# Linear Time Discrete System

We will start by estimating the underlying dynamical system of a time discrete process based on some measurements via Dynamic Mode Decomposition on a simple linear system of the form $u(k+1) = A u(k)$.
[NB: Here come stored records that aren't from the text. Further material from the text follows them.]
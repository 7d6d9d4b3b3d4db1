//! Realtime message types
//!
//! Every frame is a JSON envelope `{"type": "<snake_case>", "payload": {...}}`
//! with camelCase payload fields. A missing `payload` is read as `{}` so that
//! bare `{"type":"ping"}` frames are accepted.

use serde::{Deserialize, Serialize};
use uuid::Uuid;

use crate::models::{PlaybackPatch, PlaybackState};

// =============================================================================
// Client -> Server Messages
// =============================================================================

/// Messages sent from client to server
#[derive(Debug, Clone, PartialEq, Serialize, Deserialize)]
#[serde(tag = "type", content = "payload", rename_all = "snake_case")]
pub enum ClientMessage {
    /// Bind this connection to a listener and device
    Hello(HelloPayload),

    /// Partial playback update from the sending device
    NowPlaying(NowPlayingPayload),

    /// Make a device the active one
    Activate(ActivatePayload),

    /// Remote command for another device
    Control(ControlRequest),

    /// Ask for the canonical playback document
    GetState {},

    Ping {},

    Pong {},
}

impl ClientMessage {
    /// Parse a text frame, treating an absent or null payload as `{}`
    pub fn from_text(text: &str) -> Result<Self, serde_json::Error> {
        let mut value: serde_json::Value = serde_json::from_str(text)?;

        if let Some(obj) = value.as_object_mut() {
            let missing = obj.get("payload").map_or(true, |p| p.is_null());
            if missing {
                obj.insert(
                    "payload".to_string(),
                    serde_json::Value::Object(Default::default()),
                );
            }
        }

        serde_json::from_value(value)
    }

    /// Message type name, for logging
    pub fn kind(&self) -> &'static str {
        match self {
            Self::Hello(_) => "hello",
            Self::NowPlaying(_) => "now_playing",
            Self::Activate(_) => "activate",
            Self::Control(_) => "control",
            Self::GetState {} => "get_state",
            Self::Ping {} => "ping",
            Self::Pong {} => "pong",
        }
    }
}

#[derive(Debug, Clone, Default, PartialEq, Serialize, Deserialize)]
#[serde(rename_all = "camelCase")]
pub struct HelloPayload {
    #[serde(default)]
    pub access_token: Option<String>,
    pub device_id: String,
    #[serde(default)]
    pub app: Option<String>,
    #[serde(default)]
    pub display_name: Option<String>,
    #[serde(default)]
    pub platform: Option<String>,
}

#[derive(Debug, Clone, Default, PartialEq, Serialize, Deserialize)]
#[serde(rename_all = "camelCase")]
pub struct NowPlayingPayload {
    #[serde(default)]
    pub track_id: Option<String>,
    #[serde(default)]
    pub position_ms: Option<i64>,
    #[serde(default)]
    pub is_playing: Option<bool>,
    #[serde(default)]
    pub queue: Option<Vec<String>>,
    #[serde(default)]
    pub current_index: Option<i32>,
}

impl NowPlayingPayload {
    /// Turn into a patch authored by `device_id`
    pub fn into_patch(self, device_id: impl Into<String>) -> PlaybackPatch {
        PlaybackPatch {
            updated_by: device_id.into(),
            track_id: self.track_id,
            position_ms: self.position_ms,
            is_playing: self.is_playing,
            queue: self.queue,
            current_index: self.current_index,
        }
    }
}

#[derive(Debug, Clone, PartialEq, Eq, Serialize, Deserialize)]
#[serde(rename_all = "camelCase")]
pub struct ActivatePayload {
    pub device_id: String,
}

/// A control command as sent by the issuing device
#[derive(Debug, Clone, PartialEq, Serialize, Deserialize)]
#[serde(rename_all = "camelCase")]
pub struct ControlRequest {
    /// Target device; the active device when absent
    #[serde(default)]
    pub to: Option<String>,
    pub cmd: String,
    #[serde(default)]
    pub args: Option<serde_json::Value>,
}

// =============================================================================
// Server -> Client Messages
// =============================================================================

/// Messages sent from server to client
#[derive(Debug, Clone, PartialEq, Serialize, Deserialize)]
#[serde(tag = "type", content = "payload", rename_all = "snake_case")]
pub enum ServerMessage {
    /// Sent once when the socket opens
    Welcome(WelcomePayload),

    /// Reply to `hello`
    HelloAck(HelloAckPayload),

    /// Full playback document after a change
    PlayerState(PlaybackState),

    /// Command routed from another device
    Control(ControlCommand),

    Pong(PongPayload),

    Error(ErrorPayload),
}

impl ServerMessage {
    pub fn pong() -> Self {
        Self::Pong(PongPayload {
            server_time: chrono::Utc::now().timestamp_millis(),
        })
    }

    pub fn error(code: impl Into<String>, message: impl Into<String>) -> Self {
        Self::Error(ErrorPayload::new(code, message))
    }
}

// =============================================================================
// Payload Types
// =============================================================================

#[derive(Debug, Clone, PartialEq, Eq, Serialize, Deserialize)]
#[serde(rename_all = "camelCase")]
pub struct WelcomePayload {
    pub connection_id: Uuid,
    pub server_time: i64,
    pub heartbeat_interval_ms: u64,
}

#[derive(Debug, Clone, PartialEq, Eq, Serialize, Deserialize)]
#[serde(rename_all = "camelCase")]
pub struct HelloAckPayload {
    pub authenticated: bool,
    pub connection_id: Uuid,
}

/// A control command as delivered to the target device
#[derive(Debug, Clone, PartialEq, Serialize, Deserialize)]
#[serde(rename_all = "camelCase")]
pub struct ControlCommand {
    pub cmd: String,
    #[serde(default)]
    pub args: Option<serde_json::Value>,
    /// Device id of the issuer
    pub from: String,
}

#[derive(Debug, Clone, PartialEq, Eq, Serialize, Deserialize)]
#[serde(rename_all = "camelCase")]
pub struct PongPayload {
    pub server_time: i64,
}

/// Payload for Error message
#[derive(Debug, Clone, PartialEq, Eq, Serialize, Deserialize)]
pub struct ErrorPayload {
    pub code: String,
    pub message: String,
}

impl ErrorPayload {
    pub fn new(code: impl Into<String>, message: impl Into<String>) -> Self {
        Self {
            code: code.into(),
            message: message.into(),
        }
    }

    pub fn invalid_message(message: impl Into<String>) -> Self {
        Self::new("INVALID_MESSAGE", message)
    }

    pub fn no_active_device() -> Self {
        Self::new("NO_ACTIVE_DEVICE", "no active device")
    }
}

#[cfg(test)]
mod tests {
    use super::*;
    use serde_json::json;

    #[test]
    fn test_hello_deserialization() {
        let msg = ClientMessage::from_text(
            r#"{"type":"hello","payload":{"accessToken":"abc","deviceId":"phone-1","app":"ios"}}"#,
        )
        .unwrap();

        match msg {
            ClientMessage::Hello(hello) => {
                assert_eq!(hello.access_token.as_deref(), Some("abc"));
                assert_eq!(hello.device_id, "phone-1");
                assert_eq!(hello.app.as_deref(), Some("ios"));
                assert!(hello.display_name.is_none());
            }
            other => panic!("unexpected message: {other:?}"),
        }
    }

    #[test]
    fn test_payloadless_messages() {
        assert_eq!(
            ClientMessage::from_text(r#"{"type":"ping"}"#).unwrap(),
            ClientMessage::Ping {}
        );
        assert_eq!(
            ClientMessage::from_text(r#"{"type":"ping","payload":{}}"#).unwrap(),
            ClientMessage::Ping {}
        );
        assert_eq!(
            ClientMessage::from_text(r#"{"type":"get_state","payload":null}"#).unwrap(),
            ClientMessage::GetState {}
        );
    }

    #[test]
    fn test_malformed_messages_rejected() {
        assert!(ClientMessage::from_text("not json").is_err());
        assert!(ClientMessage::from_text(r#"{"type":"unknown"}"#).is_err());
        // hello requires a device id
        assert!(ClientMessage::from_text(r#"{"type":"hello"}"#).is_err());
    }

    #[test]
    fn test_now_playing_into_patch() {
        let msg = ClientMessage::from_text(
            r#"{"type":"now_playing","payload":{"trackId":"T1","positionMs":5000}}"#,
        )
        .unwrap();

        let ClientMessage::NowPlaying(payload) = msg else {
            panic!("expected now_playing");
        };
        let patch = payload.into_patch("phone-1");
        assert_eq!(patch.updated_by, "phone-1");
        assert_eq!(patch.track_id.as_deref(), Some("T1"));
        assert_eq!(patch.position_ms, Some(5000));
        assert!(patch.is_playing.is_none());
    }

    #[test]
    fn test_control_request_target_optional() {
        let msg = ClientMessage::from_text(
            r#"{"type":"control","payload":{"cmd":"pause"}}"#,
        )
        .unwrap();
        assert_eq!(
            msg,
            ClientMessage::Control(ControlRequest {
                to: None,
                cmd: "pause".into(),
                args: None,
            })
        );
    }

    #[test]
    fn test_server_message_envelopes() {
        let value = serde_json::to_value(ServerMessage::Pong(PongPayload { server_time: 42 }))
            .unwrap();
        assert_eq!(value, json!({"type": "pong", "payload": {"serverTime": 42}}));

        let id = Uuid::nil();
        let value = serde_json::to_value(ServerMessage::HelloAck(HelloAckPayload {
            authenticated: true,
            connection_id: id,
        }))
        .unwrap();
        assert_eq!(value["type"], "hello_ack");
        assert_eq!(value["payload"]["connectionId"], id.to_string());

        let value = serde_json::to_value(ServerMessage::Control(ControlCommand {
            cmd: "seek".into(),
            args: Some(json!({"positionMs": 1000})),
            from: "phone".into(),
        }))
        .unwrap();
        assert_eq!(value["payload"]["from"], "phone");
        assert_eq!(value["payload"]["args"]["positionMs"], 1000);
    }

    #[test]
    fn test_player_state_uses_camel_case() {
        let state = PlaybackState::default_for(Uuid::nil());
        let value = serde_json::to_value(ServerMessage::PlayerState(state)).unwrap();
        assert_eq!(value["type"], "player_state");
        assert_eq!(value["payload"]["isPlaying"], false);
        assert_eq!(value["payload"]["positionMs"], 0);
        assert!(value["payload"]["activeDeviceId"].is_null());
    }
}
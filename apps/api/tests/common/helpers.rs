//! Test harness around the real application router

#![allow(dead_code)]

use axum::{
    body::Body,
    http::{header, Method, Request, StatusCode},
    response::Response,
    Router,
};
use serde_json::Value;
use std::path::Path;
use tempfile::TempDir;
use tokio::sync::mpsc;
use tower::ServiceExt;
use uuid::Uuid;

use tandem_api::models::TrackFile;
use tandem_api::repositories::{MemoryTrackStore, Stores};
use tandem_api::websocket::{ConnectionId, ServerMessage};
use tandem_api::{app_router, AppSettings, AppState};

use super::fixtures::{register_body, TEST_JWT_SECRET};

/// A registered listener and its tokens
#[derive(Debug, Clone)]
pub struct TestListener {
    pub id: Uuid,
    pub access_token: String,
    pub refresh_secret: String,
}

/// Application wired to in-memory stores and a temporary storage root
pub struct TestApp {
    pub state: AppState,
    pub router: Router,
    pub tracks: MemoryTrackStore,
    pub storage: TempDir,
}

impl TestApp {
    pub fn new() -> Self {
        Self::with_settings(|_| {})
    }

    /// Build an app after adjusting the default settings
    pub fn with_settings(adjust: impl FnOnce(&mut AppSettings)) -> Self {
        let storage = TempDir::new().unwrap();
        let tracks = MemoryTrackStore::new();

        let mut settings = AppSettings::new(TEST_JWT_SECRET, storage.path());
        adjust(&mut settings);

        let state = AppState::new(Stores::in_memory(tracks.clone()), None, settings);
        let router = app_router(state.clone());

        Self {
            state,
            router,
            tracks,
            storage,
        }
    }

    pub async fn send(&self, request: Request<Body>) -> Response {
        self.router.clone().oneshot(request).await.unwrap()
    }

    /// Send a request with an optional JSON body and bearer token
    pub async fn call(
        &self,
        method: Method,
        uri: &str,
        body: Option<Value>,
        token: Option<&str>,
    ) -> (StatusCode, Value) {
        let mut builder = Request::builder().method(method).uri(uri);
        if let Some(token) = token {
            builder = builder.header(header::AUTHORIZATION, format!("Bearer {}", token));
        }
        let body = match body {
            Some(json) => {
                builder = builder.header(header::CONTENT_TYPE, "application/json");
                Body::from(json.to_string())
            }
            None => Body::empty(),
        };

        let response = self.send(builder.body(body).unwrap()).await;
        let status = response.status();
        (status, body_json(response).await)
    }

    pub async fn post(&self, uri: &str, body: Value, token: Option<&str>) -> (StatusCode, Value) {
        self.call(Method::POST, uri, Some(body), token).await
    }

    pub async fn get(&self, uri: &str, token: Option<&str>) -> (StatusCode, Value) {
        self.call(Method::GET, uri, None, token).await
    }

    /// Register `email` and return its identity and tokens
    pub async fn register(&self, email: &str) -> TestListener {
        let (status, body) = self.post("/auth/register", register_body(email), None).await;
        assert_eq!(status, StatusCode::CREATED, "register failed: {body}");

        TestListener {
            id: body["identity"]["id"].as_str().unwrap().parse().unwrap(),
            access_token: body["accessToken"].as_str().unwrap().to_string(),
            refresh_secret: body["refreshSecret"].as_str().unwrap().to_string(),
        }
    }

    /// Write a file under the storage root and register it as a track
    pub fn add_track(&self, track_id: &str, relative_path: &str, contents: &[u8]) {
        let path = self.storage.path().join(relative_path);
        if let Some(parent) = path.parent() {
            std::fs::create_dir_all(parent).unwrap();
        }
        std::fs::write(&path, contents).unwrap();
        self.tracks.insert(TrackFile::new(track_id, relative_path));
    }

    /// Register a track whose path is stored as-is
    pub fn add_track_path(&self, track_id: &str, file_path: impl AsRef<Path>) {
        self.tracks.insert(TrackFile::new(
            track_id,
            file_path.as_ref().to_string_lossy().to_string(),
        ));
    }

    /// Stand-in for a realtime socket that already completed `hello`
    pub fn connect_device(
        &self,
        listener_id: Uuid,
        device_id: &str,
    ) -> (ConnectionId, mpsc::Receiver<ServerMessage>) {
        let registry = &self.state.registry;
        let (tx, rx) = registry.channel();
        let id = registry.register(tx);
        assert!(registry.authenticate(id, listener_id, device_id.to_string(), None));
        (id, rx)
    }
}

/// Read a response body as JSON, `Null` when empty
pub async fn body_json(response: Response) -> Value {
    let bytes = body_bytes(response).await;
    if bytes.is_empty() {
        Value::Null
    } else {
        serde_json::from_slice(&bytes).unwrap_or(Value::Null)
    }
}

pub async fn body_bytes(response: Response) -> Vec<u8> {
    axum::body::to_bytes(response.into_body(), usize::MAX)
        .await
        .unwrap()
        .to_vec()
}

/// Wait for a condition with timeout
pub async fn wait_for<F>(condition: F, timeout_ms: u64, poll_interval_ms: u64) -> bool
where
    F: Fn() -> bool,
{
    let start = std::time::Instant::now();
    let timeout = std::time::Duration::from_millis(timeout_ms);
    let interval = std::time::Duration::from_millis(poll_interval_ms);

    loop {
        if condition() {
            return true;
        }
        if start.elapsed() >= timeout {
            return false;
        }
        tokio::time::sleep(interval).await;
    }
}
At first, we simulate the correspoding system using OrdinaryDiffEq.jl and generate a DiscreteDataDrivenProblem from the simulated data.

using DataDrivenDiffEq
using ModelingToolkit
using LinearAlgebra
using OrdinaryDiffEq
using Plots

A = [0.9 -0.2; 0.0 0.2]
u0 = [10.0; -10.0]
tspan = (0.0, 11.0)

f(u,p,t) = A*u

sys = DiscreteProblem(f, u0, tspan)
sol = solve(sys, FunctionMap());

Next we transform our simulated solution into a DataDrivenProblem. Given that the solution knows its a discrete solution, we can simply write

prob = DataDrivenProblem(sol)
Discrete DataDrivenProblem{Float64} ##DDProblem#387 in 2 dimensions and 12 samples

And plot the solution and the problem

plot(sol, label = string.([:x₁ :x₂]))
scatter!(prob)

To estimate the underlying operator in the states $x_1, x_2$, we solve the estimation problem using the DMDSVD algorithm for approximating the operator. First, we will have a look at the DataDrivenSolution

res = solve(prob, DMDSVD(), digits = 1)
Linear Solution with 2 equations and 3 parameters.
Returncode: solved
L₂ Norm error : [0.0, 0.0]
AIC : [-Inf, -Inf]
R² : [1.0, 1.0]

We see that the system has been recovered correctly, indicated by the small error and high AIC score of the result. We can confirm this by looking at the resulting Basis

system = result(res)
using Symbolics
Model ##Koopman#395 with 2 equations
States : x₁ x₂
Parameters : p₁ p₂ p₃
Independent variable: t
Equations
Difference(t; dt=5.5, update=false)(x₁) = p₁*x₁ + p₂*x₂
Difference(t; dt=5.5, update=false)(x₂) = p₃*x₂

And also plot the prediction of the recovered dynamics

plot(res)

Or a have a look at the metrics of the result

metrics(res)
Dict{Any, Any} with 3 entries:
:AIC => [-Inf, -Inf]
:R²  => [1.0, 1.0]
:L₂  => [0.0, 0.0]

To have a look at the representation of the operator as a Matrix, we can simply call

Matrix(system)
2×2 Matrix{Float64}:
0.9          -0.2
-1.07938e-17   0.2

to see that the operator is indeed our initial A. Since we have a linear representation, we can gain further insights into the stability of the dynamics via its eigenvalues

eigvals(system)
2-element Vector{Float64}:
0.19999999999999987
0.9000000000000004

And plot the stability margin of the discrete System

φ = 0:0.01π:2π
plot(sin.(φ), cos.(φ), xlabel = "Real", ylabel = "Im", label = "Stability margin", color = :red, linestyle = :dash)
scatter!(real(eigvals(system)), imag(eigvals(system)), label = "Eigenvalues", color = :black, marker = :cross)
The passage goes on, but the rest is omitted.